▶ _TASK DIRECTIONS_: Below is a listing. Gather each line of it that contains "migrations".

▶ _DATA SECTION_:
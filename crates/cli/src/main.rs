//! ProductStore CLI - Database migrations and demo data.
//!
//! # Usage
//!
//! ```bash
//! # Run storefront database migrations
//! ps-cli migrate
//!
//! # Create the demo user and products
//! ps-cli seed
//! ```
//!
//! # Commands
//!
//! - `migrate` - Run database migrations
//! - `seed` - Seed database with demo data

#![cfg_attr(not(test), forbid(unsafe_code))]

use clap::{Parser, Subcommand};

mod commands;

#[derive(Parser)]
#[command(name = "ps-cli")]
#[command(author, version, about = "ProductStore CLI tools")]
struct Cli {
    #[command(subcommand)]
    command: Commands,
}

#[derive(Subcommand)]
enum Commands {
    /// Run database migrations
    Migrate,
    /// Create the demo user (demo@example.com / demo123) and demo products
    Seed,
}

#[tokio::main]
async fn main() {
    // Initialize tracing
    tracing_subscriber::fmt::init();

    let cli = Cli::parse();

    let result: Result<(), Box<dyn std::error::Error>> = run(cli).await;

    if let Err(e) = result {
        tracing::error!("Command failed: {e}");
        std::process::exit(1);
    }
}

async fn run(cli: Cli) -> Result<(), Box<dyn std::error::Error>> {
    match cli.command {
        Commands::Migrate => commands::migrate::storefront().await?,
        Commands::Seed => commands::seed::demo().await?,
    }
    Ok(())
}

▶ _RESPONSE_:
//! ProductStore CLI - Database migrations and demo data.
//! # Run storefront database migrations
//! - `migrate` - Run database migrations
    /// Run database migrations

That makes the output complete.